I was today really proud to launch ‘Let’s talk housing’ with Richard Davies, who will be lead councillor for Housing in Reading from Wednesday.
If you don’t want to read on please consider going here
and taking part in what is a really important consultation on one of the big issues affecting Reading.
Housing charity Shelter said that they are urging other councils to follow Reading’s lead (see below) and we launched at the immaculate property of a good landlord who is investing in Reading and wants to see a level playing field (pictured left with his lettings agent as well as Richard and I)
This is a three part consultation which takes a closer look at the housing issues which affect people in Reading the most.
Running from June until December, ‘Let’s Talk Housing’ will focus on talking to residents about strategies and policies that aim to improve the ways that the people in our town are housed.
The Council wants to engage with the community regarding a number of changes, new policies and new initiatives that could affect residents of Reading across all housing sectors. We want to hear from home owners and tenants of both the private rented and social sector, so that we can ensure that residents views are reflected in the decisions made and the way services are delivered in the future. We will also be listening to organisations that work in the housing sector and with homeless people to ensure that their experiences are included.
Reading is unique within Berkshire. Latest figures showing more than one in four households in Reading are made up of private rented accommodation and is estimated to be home to 75% of Houses of Multiple Occupation (HMO’s) in Berkshire.
Private rented accommodation can provide flexible and accessible housing solutions for many residents, but there is growing evidence that poor management in certain parts of the sector is impacting on the quality of neighbourhoods.

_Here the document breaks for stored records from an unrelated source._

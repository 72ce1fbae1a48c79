use crate::output::SheetTarget;
use anyhow::{anyhow, Context, Result};
use serde::Deserialize;
use std::path::Path;

/// The configuration file, a JSON object using the same keys as the environment-style names
/// Teamwork and Google hand out. Unknown keys (like `SCOPES`, only needed for an interactive
/// OAuth flow) are ignored.
#[derive(Deserialize, Debug, Clone, PartialEq, Eq)]
pub struct Config {
    /// The Teamwork domain, e.g. `acme.teamwork.com`.
    #[serde(rename = "TEAMWORK_DOMAIN")]
    pub domain: String,
    /// The API key, which may instead come from the `TEAMWORK_API_KEY` environment variable.
    #[serde(rename = "TEAMWORK_API_KEY", default)]
    pub api_key: Option<String>,
    /// The spreadsheet to write to with `--format gsheet`.
    #[serde(rename = "SPREADSHEET_ID", default)]
    pub spreadsheet_id: Option<String>,
    /// The range within that spreadsheet to write to.
    #[serde(rename = "RANGE_NAME", default)]
    pub range_name: Option<String>,
}
impl Config {
    /// Reads and parses the configuration file at the given path.
    pub fn load(path: &Path) -> Result<Self> {
        let contents = std::fs::read_to_string(path)
            .with_context(|| format!("failed to read config file {}", path.display()))?;
        serde_json::from_str(&contents)
            .with_context(|| format!("failed to parse config file {}", path.display()))
    }

    /// Works out the API key to use, preferring the given environment value over the file.
    pub fn api_key(&self, env_value: Option<String>) -> Result<String> {
        env_value
            .filter(|key| !key.trim().is_empty())
            .or_else(|| self.api_key.clone())
            .ok_or_else(|| anyhow!("no `TEAMWORK_API_KEY` in the config file or the environment"))
    }

    /// The spreadsheet range to write rows to.
    pub fn sheet_target(&self) -> Result<SheetTarget> {
        match (&self.spreadsheet_id, &self.range_name) {
            (Some(spreadsheet_id), Some(range)) => Ok(SheetTarget {
                spreadsheet_id: spreadsheet_id.clone(),
                range: range.clone(),
            }),
            _ => Err(anyhow!(
                "writing to a spreadsheet needs `SPREADSHEET_ID` and `RANGE_NAME` in the config file"
            )),
        }
    }
}

/// A cached Google credential. Only the access token is used, refreshing it is not this tool's
/// job.
#[derive(Deserialize)]
struct GoogleCredentials {
    #[serde(alias = "token")]
    access_token: String,
}

/// Finds a Google access token, preferring the credentials file over the environment value.
pub fn google_access_token(
    credentials_file: Option<&Path>,
    env_value: Option<String>,
) -> Result<String> {
    if let Some(path) = credentials_file {
        let contents = std::fs::read_to_string(path)
            .with_context(|| format!("failed to read credentials file {}", path.display()))?;
        let creds: GoogleCredentials = serde_json::from_str(&contents)
            .with_context(|| format!("failed to parse credentials file {}", path.display()))?;
        return Ok(creds.access_token);
    }

    env_value
        .filter(|token| !token.trim().is_empty())
        .ok_or_else(|| anyhow!("no Google access token, pass `--credentials-file` or set `GOOGLE_ACCESS_TOKEN`"))
}

#[cfg(test)]
mod tests {
    use super::*;
    use pretty_assertions::assert_eq;
    use std::io::Write;
    use tempfile::NamedTempFile;

    fn write_temp(contents: &str) -> NamedTempFile {
        let mut file = NamedTempFile::new().unwrap();
        file.write_all(contents.as_bytes()).unwrap();
        file
    }

    #[test]
    fn loads_config_file() {
        let file = write_temp(
            r#"{
                "TEAMWORK_DOMAIN": "acme.teamwork.com",
                "TEAMWORK_API_KEY": "twp_key",
                "SPREADSHEET_ID": "1AbC",
                "RANGE_NAME": "Summary!A1",
                "SCOPES": ["https://www.googleapis.com/auth/spreadsheets"]
            }"#,
        );
        let config = Config::load(file.path()).unwrap();

        assert_eq!(
            config,
            Config {
                domain: "acme.teamwork.com".to_string(),
                api_key: Some("twp_key".to_string()),
                spreadsheet_id: Some("1AbC".to_string()),
                range_name: Some("Summary!A1".to_string()),
            }
        );
        assert_eq!(
            config.sheet_target().unwrap(),
            SheetTarget {
                spreadsheet_id: "1AbC".to_string(),
                range: "Summary!A1".to_string(),
            }
        );
    }

    #[test]
    fn missing_domain_is_an_error() {
        let file = write_temp(r#"{"TEAMWORK_API_KEY": "twp_key"}"#);
        assert!(Config::load(file.path()).is_err());
    }

    #[test]
    fn environment_key_wins() {
        let config = Config {
            domain: "acme.teamwork.com".to_string(),
            api_key: Some("from_file".to_string()),
            spreadsheet_id: None,
            range_name: None,
        };
        assert_eq!(config.api_key(Some("from_env".to_string())).unwrap(), "from_env");
        assert_eq!(config.api_key(Some(" ".to_string())).unwrap(), "from_file");
        assert_eq!(config.api_key(None).unwrap(), "from_file");

        let keyless = Config {
            api_key: None,
            ..config
        };
        assert!(keyless.api_key(None).is_err());
        assert!(keyless.sheet_target().is_err());
    }

    #[test]
    fn access_token_from_file_or_environment() {
        let file = write_temp(r#"{"access_token": "ya29.token", "refresh_token": "1//r"}"#);
        assert_eq!(
            google_access_token(Some(file.path()), Some("env".to_string())).unwrap(),
            "ya29.token"
        );
        assert_eq!(google_access_token(None, Some("env".to_string())).unwrap(), "env");
        assert!(google_access_token(None, None).is_err());
    }
}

New research released last week by housing charity Shelter, based on a survey of 4,000 renters, shows that one in nine renters says their health has been affected by their landlord failing to carry out repairs or deal with poor conditions in their home. Shelter is warning that a minority of rogue landlords who are failing to meet their responsibilities to keep their properties in a decent state of repair are putting renters and their families at risk.
Reading Borough Council is one of 61 local council’s across England who have signed up to Shelter’s campaign, committing to do all they can to stamp out rogue landlords in their area. With one in four households in Reading now living in the private rented sector, the Council is keen to ensure that the health, safety and welfare of tenants are protected and that it takes a balanced approach to regulation and support of landlords.
Three separate questionnaires will be distributed over the coming weeks to residents, landlords and their agents and other stakeholders. The questionnaires will also be available to fill in online at www.reading.gov.uk/letstalkhousing
and available at libraries, children’s and community centres etc as well as targeted at households and businesses in areas where there are particularly high levels of private rented accommodation.
‘Let’s Talk Housing’ road shows will be touring neighbourhoods in Reading over the course of the consultation providing an opportunity to see what the Council offers and complete questionnaires. A particular focus will be given to gathering feedback from traditionally hard to reach groups.
Quotes which we gave to the press were:
Councillor Rachel Eden, Lead Member for Housing at Reading Borough Council, said:
“In Reading we want to live in decent homes in good neighbourhoods as part of connected and strong communities. The Council signed up to Shelter’s ‘Evict Rogue Landlords’ campaign last year, and the launch of ‘Lets Talk Housing’ is an important step in the work to drive up standards for all our homes, starting with a focus on the private rented sector. This consultation will ask landlords, tenants and neighbours about their experiences and help to make the private rented sector work better for everyone.”
Assistant Lead Councillor for Housing, Councillor Richard Davies, said:
“More than a quarter of households in Reading live in private rented homes so it is a major priority for this Council that we drive up standards in that sector.
“We want to hear about the experiences of people who live in the private rented sector, the problems they face and the things that can be done to help improve things. There are some great landlords in Reading and we want to do all we can to level the playing field for those that want to offer decent accommodation to their tenants, so we are keen to hear from them as well as Estate and Letting Agents about what obstacles or barriers they encounter.
“HMOs can also bring with other issues which can affect local neighbourhoods, like pressures on parking spaces or increased noise levels for example. Whilst the Council is already doing things like placing controls on the number of new HMO’s which can be created in a particular area, we want to know what else we can do.”
Campbell Robb, Chief Executive for Shelter, added:
“Every day at Shelter we see the devastating impact rogue landlords have on people’s lives, and we’ve been campaigning to urge Government and Councils to crack down on this small but highly dangerous minority who make people’s lives a misery.
“We urge other councils to follow Reading Borough Council’s lead and do everything in their power to crack down on the worst offenders in their area and stamp out rogue landlords for good.”